# Task statement:
Every line that holds the word "pirust" needs to be copied from the data below.

Dataset items
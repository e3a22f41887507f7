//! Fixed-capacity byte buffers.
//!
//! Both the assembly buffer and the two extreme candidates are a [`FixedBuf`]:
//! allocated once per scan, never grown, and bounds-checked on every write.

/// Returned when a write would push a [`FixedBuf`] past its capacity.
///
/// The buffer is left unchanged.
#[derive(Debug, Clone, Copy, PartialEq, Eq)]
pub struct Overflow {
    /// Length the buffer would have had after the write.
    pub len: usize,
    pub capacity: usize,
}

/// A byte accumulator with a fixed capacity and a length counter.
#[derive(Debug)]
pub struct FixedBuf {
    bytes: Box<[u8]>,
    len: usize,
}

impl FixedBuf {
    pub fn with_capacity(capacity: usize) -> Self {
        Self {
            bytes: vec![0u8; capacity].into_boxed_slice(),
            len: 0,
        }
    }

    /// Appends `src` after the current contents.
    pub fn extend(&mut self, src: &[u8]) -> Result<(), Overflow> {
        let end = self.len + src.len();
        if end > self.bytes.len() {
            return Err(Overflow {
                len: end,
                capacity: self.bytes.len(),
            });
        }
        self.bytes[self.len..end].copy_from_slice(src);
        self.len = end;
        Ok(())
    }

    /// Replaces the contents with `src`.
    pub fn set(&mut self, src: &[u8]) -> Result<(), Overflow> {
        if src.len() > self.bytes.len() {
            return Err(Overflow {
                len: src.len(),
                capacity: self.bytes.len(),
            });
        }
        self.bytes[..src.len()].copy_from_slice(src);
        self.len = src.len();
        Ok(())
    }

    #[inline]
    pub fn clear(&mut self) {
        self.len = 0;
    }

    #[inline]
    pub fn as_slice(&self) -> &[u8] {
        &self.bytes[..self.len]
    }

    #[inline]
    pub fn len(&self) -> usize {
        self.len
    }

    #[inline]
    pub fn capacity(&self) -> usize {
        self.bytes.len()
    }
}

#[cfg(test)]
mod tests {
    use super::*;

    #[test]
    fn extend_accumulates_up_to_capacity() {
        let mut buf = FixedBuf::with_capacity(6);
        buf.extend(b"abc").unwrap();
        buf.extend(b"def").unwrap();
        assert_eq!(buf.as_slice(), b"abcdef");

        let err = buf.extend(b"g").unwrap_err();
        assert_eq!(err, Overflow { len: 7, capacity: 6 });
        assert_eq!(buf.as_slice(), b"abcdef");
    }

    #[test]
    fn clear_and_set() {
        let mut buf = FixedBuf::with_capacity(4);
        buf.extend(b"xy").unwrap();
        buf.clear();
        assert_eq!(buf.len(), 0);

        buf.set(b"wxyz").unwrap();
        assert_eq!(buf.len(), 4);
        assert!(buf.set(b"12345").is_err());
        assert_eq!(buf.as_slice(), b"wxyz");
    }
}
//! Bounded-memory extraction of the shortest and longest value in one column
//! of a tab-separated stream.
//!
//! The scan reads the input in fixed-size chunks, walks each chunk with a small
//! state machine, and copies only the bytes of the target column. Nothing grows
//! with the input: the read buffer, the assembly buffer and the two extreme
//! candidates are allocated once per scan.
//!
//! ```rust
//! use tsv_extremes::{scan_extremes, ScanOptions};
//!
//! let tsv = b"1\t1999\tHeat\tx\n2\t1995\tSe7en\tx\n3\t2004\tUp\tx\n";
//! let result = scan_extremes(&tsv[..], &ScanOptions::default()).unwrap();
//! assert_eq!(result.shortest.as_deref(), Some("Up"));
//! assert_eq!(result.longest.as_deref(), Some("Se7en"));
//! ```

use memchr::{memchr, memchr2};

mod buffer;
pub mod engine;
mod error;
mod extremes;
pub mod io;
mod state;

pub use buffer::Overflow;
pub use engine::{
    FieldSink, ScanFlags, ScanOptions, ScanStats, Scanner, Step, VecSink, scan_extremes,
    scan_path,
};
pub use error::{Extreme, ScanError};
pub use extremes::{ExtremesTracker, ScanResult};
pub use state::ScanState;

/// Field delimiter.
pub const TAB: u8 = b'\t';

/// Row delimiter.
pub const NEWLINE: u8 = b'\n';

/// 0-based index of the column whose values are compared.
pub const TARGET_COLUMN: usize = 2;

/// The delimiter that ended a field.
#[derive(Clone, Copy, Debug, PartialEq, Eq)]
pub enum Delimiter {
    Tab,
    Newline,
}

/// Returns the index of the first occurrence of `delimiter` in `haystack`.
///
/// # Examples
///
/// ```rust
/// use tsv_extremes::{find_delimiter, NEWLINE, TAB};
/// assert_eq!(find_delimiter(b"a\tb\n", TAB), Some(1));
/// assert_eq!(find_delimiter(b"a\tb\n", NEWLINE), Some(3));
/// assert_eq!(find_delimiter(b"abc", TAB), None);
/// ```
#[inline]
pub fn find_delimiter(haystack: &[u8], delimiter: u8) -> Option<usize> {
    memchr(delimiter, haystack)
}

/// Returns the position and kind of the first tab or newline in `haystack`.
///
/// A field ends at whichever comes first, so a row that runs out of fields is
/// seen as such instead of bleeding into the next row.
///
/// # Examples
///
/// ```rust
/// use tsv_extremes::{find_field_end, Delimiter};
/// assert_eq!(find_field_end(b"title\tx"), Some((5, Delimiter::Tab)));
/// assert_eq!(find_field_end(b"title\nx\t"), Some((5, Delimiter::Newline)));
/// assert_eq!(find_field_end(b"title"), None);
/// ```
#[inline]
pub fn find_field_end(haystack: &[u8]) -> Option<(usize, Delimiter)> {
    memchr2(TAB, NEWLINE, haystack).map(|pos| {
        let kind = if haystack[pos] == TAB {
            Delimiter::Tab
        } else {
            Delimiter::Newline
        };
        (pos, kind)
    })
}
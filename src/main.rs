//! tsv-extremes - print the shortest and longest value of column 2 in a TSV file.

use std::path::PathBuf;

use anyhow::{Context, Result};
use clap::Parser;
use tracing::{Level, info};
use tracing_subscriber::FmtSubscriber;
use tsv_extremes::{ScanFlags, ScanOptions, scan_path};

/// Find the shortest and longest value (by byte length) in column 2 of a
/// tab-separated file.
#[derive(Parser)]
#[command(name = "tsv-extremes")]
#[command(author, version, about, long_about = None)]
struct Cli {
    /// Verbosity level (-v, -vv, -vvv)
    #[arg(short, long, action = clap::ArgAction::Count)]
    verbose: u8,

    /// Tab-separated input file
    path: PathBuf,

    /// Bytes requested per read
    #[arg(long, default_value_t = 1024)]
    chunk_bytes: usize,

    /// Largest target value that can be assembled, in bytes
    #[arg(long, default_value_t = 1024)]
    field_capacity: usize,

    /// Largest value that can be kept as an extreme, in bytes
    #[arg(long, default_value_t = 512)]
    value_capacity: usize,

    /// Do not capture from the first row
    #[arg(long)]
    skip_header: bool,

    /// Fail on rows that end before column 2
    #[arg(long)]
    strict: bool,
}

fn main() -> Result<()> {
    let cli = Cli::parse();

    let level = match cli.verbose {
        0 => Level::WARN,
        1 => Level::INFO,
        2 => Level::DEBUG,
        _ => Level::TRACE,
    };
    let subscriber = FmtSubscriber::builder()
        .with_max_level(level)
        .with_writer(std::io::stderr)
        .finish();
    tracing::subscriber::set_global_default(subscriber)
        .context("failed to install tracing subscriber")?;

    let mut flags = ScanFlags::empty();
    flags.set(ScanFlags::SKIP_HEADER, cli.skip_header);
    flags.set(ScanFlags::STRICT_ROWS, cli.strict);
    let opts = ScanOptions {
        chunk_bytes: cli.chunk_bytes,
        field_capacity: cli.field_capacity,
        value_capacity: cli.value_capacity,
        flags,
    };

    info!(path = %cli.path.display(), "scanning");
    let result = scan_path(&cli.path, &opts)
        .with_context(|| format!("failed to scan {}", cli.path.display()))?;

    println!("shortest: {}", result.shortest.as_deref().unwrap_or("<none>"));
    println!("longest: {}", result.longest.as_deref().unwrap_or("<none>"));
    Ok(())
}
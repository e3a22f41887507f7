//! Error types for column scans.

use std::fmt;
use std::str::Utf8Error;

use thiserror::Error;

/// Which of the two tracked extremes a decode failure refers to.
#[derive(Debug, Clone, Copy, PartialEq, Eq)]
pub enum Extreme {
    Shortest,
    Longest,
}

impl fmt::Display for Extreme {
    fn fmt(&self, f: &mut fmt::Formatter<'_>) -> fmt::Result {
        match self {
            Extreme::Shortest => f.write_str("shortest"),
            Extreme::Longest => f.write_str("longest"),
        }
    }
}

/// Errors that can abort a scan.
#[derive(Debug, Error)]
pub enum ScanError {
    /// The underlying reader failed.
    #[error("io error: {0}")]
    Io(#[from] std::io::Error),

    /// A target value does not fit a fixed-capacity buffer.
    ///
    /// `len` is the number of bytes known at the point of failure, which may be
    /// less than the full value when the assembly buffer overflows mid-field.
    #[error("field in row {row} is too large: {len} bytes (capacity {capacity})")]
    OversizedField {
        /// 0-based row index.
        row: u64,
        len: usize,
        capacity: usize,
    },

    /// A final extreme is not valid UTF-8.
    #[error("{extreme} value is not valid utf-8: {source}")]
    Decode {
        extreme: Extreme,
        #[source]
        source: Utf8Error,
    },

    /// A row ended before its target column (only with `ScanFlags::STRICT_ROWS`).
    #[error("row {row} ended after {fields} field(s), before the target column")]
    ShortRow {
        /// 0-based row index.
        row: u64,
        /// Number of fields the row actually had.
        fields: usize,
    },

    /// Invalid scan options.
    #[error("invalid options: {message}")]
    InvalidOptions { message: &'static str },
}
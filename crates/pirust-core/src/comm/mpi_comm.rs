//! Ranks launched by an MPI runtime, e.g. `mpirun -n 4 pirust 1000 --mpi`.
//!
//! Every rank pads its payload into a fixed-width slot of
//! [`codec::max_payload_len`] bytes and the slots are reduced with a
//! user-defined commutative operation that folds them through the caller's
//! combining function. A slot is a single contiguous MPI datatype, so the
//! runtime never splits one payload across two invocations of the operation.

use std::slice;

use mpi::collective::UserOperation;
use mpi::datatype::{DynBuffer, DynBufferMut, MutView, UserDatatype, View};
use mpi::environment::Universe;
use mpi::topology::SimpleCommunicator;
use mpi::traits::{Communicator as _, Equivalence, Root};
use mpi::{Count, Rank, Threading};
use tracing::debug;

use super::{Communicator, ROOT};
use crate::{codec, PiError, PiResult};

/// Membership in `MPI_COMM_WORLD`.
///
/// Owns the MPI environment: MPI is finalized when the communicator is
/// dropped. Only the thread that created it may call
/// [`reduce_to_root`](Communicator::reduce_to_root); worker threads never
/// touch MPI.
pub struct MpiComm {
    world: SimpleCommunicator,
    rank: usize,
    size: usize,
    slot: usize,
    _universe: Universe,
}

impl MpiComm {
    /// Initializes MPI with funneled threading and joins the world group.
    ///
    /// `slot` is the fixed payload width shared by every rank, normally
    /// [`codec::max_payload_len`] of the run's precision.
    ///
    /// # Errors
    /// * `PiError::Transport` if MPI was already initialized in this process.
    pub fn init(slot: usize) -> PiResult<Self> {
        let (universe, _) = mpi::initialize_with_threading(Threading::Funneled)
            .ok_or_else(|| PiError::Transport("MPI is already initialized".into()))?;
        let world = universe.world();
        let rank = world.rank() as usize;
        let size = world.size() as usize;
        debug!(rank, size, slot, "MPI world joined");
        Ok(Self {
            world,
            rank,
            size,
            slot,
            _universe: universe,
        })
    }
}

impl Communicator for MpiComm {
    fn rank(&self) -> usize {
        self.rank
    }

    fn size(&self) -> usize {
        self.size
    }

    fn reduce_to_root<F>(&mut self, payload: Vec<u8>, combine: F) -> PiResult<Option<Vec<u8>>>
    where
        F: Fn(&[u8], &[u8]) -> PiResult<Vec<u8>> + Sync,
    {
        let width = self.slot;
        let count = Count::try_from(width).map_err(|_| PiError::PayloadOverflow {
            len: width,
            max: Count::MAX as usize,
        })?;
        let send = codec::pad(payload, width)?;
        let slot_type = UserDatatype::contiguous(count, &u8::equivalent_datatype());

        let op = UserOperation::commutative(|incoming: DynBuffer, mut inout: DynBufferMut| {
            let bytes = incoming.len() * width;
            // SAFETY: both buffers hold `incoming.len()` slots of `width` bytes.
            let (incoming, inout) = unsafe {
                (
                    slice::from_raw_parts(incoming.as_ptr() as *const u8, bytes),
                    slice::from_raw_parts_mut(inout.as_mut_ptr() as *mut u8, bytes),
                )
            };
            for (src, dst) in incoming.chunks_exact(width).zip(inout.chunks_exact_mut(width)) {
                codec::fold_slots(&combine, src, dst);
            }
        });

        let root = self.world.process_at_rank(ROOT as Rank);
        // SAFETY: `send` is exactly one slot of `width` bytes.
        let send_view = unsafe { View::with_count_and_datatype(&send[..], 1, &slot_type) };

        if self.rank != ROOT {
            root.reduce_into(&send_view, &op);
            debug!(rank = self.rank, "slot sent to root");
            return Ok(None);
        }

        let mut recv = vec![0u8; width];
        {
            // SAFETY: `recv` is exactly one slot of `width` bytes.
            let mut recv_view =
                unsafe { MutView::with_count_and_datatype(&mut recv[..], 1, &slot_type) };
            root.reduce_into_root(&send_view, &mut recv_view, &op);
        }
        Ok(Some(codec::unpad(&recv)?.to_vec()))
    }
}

# Solved problem:
filename crates/pirust-core/src/comm/mpi_comm.rs
//! Ranks launched by an MPI runtime, e.g. `mpirun -n 4 pirust 1000 --mpi`.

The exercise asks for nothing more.